■ **TRY IT**:
All the data must be output exactly as given.

Stored data:
^^^^^^^^^^^^^^^^

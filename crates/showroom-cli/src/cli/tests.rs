#[cfg(test)]
mod tests {
    use crate::cli::{Cli, Command, LangArg};
    use clap::Parser;
    use showroom_compiler::SupportedLanguage;
    use std::path::PathBuf;

    #[test]
    fn test_build_defaults_leave_config_in_charge() {
        let cli = Cli::try_parse_from(["showroom", "build"]).unwrap();
        match cli.command {
            Command::Build(args) => {
                assert!(args.out_dir.is_none());
                assert!(args.docs_dir.is_none());
            }
            _ => panic!("expected build command"),
        }
    }

    #[test]
    fn test_build_out_dir() {
        let cli = Cli::try_parse_from(["showroom", "build", "--out-dir", "public"]).unwrap();
        match cli.command {
            Command::Build(args) => assert_eq!(args.out_dir, Some(PathBuf::from("public"))),
            _ => panic!("expected build command"),
        }
    }

    #[test]
    fn test_global_config_after_subcommand() {
        let cli =
            Cli::try_parse_from(["showroom", "check", "--config", "site/showroom.toml"]).unwrap();
        assert_eq!(cli.config, Some(PathBuf::from("site/showroom.toml")));
    }

    #[test]
    fn test_dev_port_and_host() {
        let cli =
            Cli::try_parse_from(["showroom", "dev", "-p", "8080", "--host", "0.0.0.0"]).unwrap();
        match cli.command {
            Command::Dev(args) => {
                assert_eq!(args.port, Some(8080));
                assert_eq!(args.host.as_deref(), Some("0.0.0.0"));
            }
            _ => panic!("expected dev command"),
        }
    }

    #[test]
    fn test_compile_lang() {
        let cli =
            Cli::try_parse_from(["showroom", "compile", "demo.txt", "--lang", "tsx"]).unwrap();
        match cli.command {
            Command::Compile(args) => {
                assert_eq!(args.lang, Some(LangArg::Tsx));
                assert_eq!(
                    SupportedLanguage::from(LangArg::Tsx),
                    SupportedLanguage::Tsx
                );
            }
            _ => panic!("expected compile command"),
        }
    }

    #[test]
    fn test_compile_rejects_unknown_lang() {
        assert!(Cli::try_parse_from(["showroom", "compile", "a.vue", "--lang", "vue"]).is_err());
    }

    #[test]
    fn test_quiet_conflicts_with_verbose() {
        assert!(Cli::try_parse_from(["showroom", "-v", "-q", "build"]).is_err());
    }
}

^^^^^^^^^^^^^^^^

■ **RESULT**:
filename crates/showroom-cli/src/cli/tests.rs
#[cfg(test)]
mod tests {
    use crate::cli::{Cli, Command, LangArg};
    use clap::Parser;
    use showroom_compiler::SupportedLanguage;
    use std::path::PathBuf;

    #[test]
    fn test_build_defaults_leave_config_in_charge() {
        let cli = Cli::try_parse_from(["showroom", "build"]).unwrap();
        match cli.command {
            Command::Build(args) => {
                assert!(args.out_dir.is_none());
                assert!(args.docs_dir.is_none());
            }
            _ => panic!("expected build command"),
        }
    }

    #[test]
    fn test_build_out_dir() {
        let cli = Cli::try_parse_from(["showroom", "build", "--out-dir", "public"]).unwrap();
        match cli.command {
            Command::Build(args) => assert_eq!(args.out_dir, Some(PathBuf::from("public"))),
            _ => panic!("expected build command"),
        }
    }

    #[test]
    fn test_global_config_after_subcommand() {
        let cli =
            Cli::try_parse_from(["showroom", "check", "--config", "site/showroom.toml"]).unwrap();
        assert_eq!(cli.config, Some(PathBuf::from("site/showroom.toml")));
    }

    #[test]
    fn test_dev_port_and_host() {
        let cli =
            Cli::try_parse_from(["showroom", "dev", "-p", "8080", "--host", "0.0.0.0"]).unwrap();
        match cli.command {
            Command::Dev(args) => {
                assert_eq!(args.port, Some(8080));
                assert_eq!(args.host.as_deref(), Some("0.0.0.0"));
            }
            _ => panic!("expected dev command"),
        }
    }

    #[test]
    fn test_compile_lang() {
        let cli =
            Cli::try_parse_from(["showroom", "compile", "demo.txt", "--lang", "tsx"]).unwrap();
        match cli.command {
            Command::Compile(args) => {
                assert_eq!(args.lang, Some(LangArg::Tsx));
                assert_eq!(
                    SupportedLanguage::from(LangArg::Tsx),
                    SupportedLanguage::Tsx
                );
            }
            _ => panic!("expected compile command"),
        }
    }

    #[test]
    fn test_compile_rejects_unknown_lang() {
        assert!(Cli::try_parse_from(["showroom", "compile", "a.vue", "--lang", "vue"]).is_err());
    }

    #[test]
    fn test_quiet_conflicts_with_verbose() {
        assert!(Cli::try_parse_from(["showroom", "-v", "-q", "build"]).is_err());
    }
}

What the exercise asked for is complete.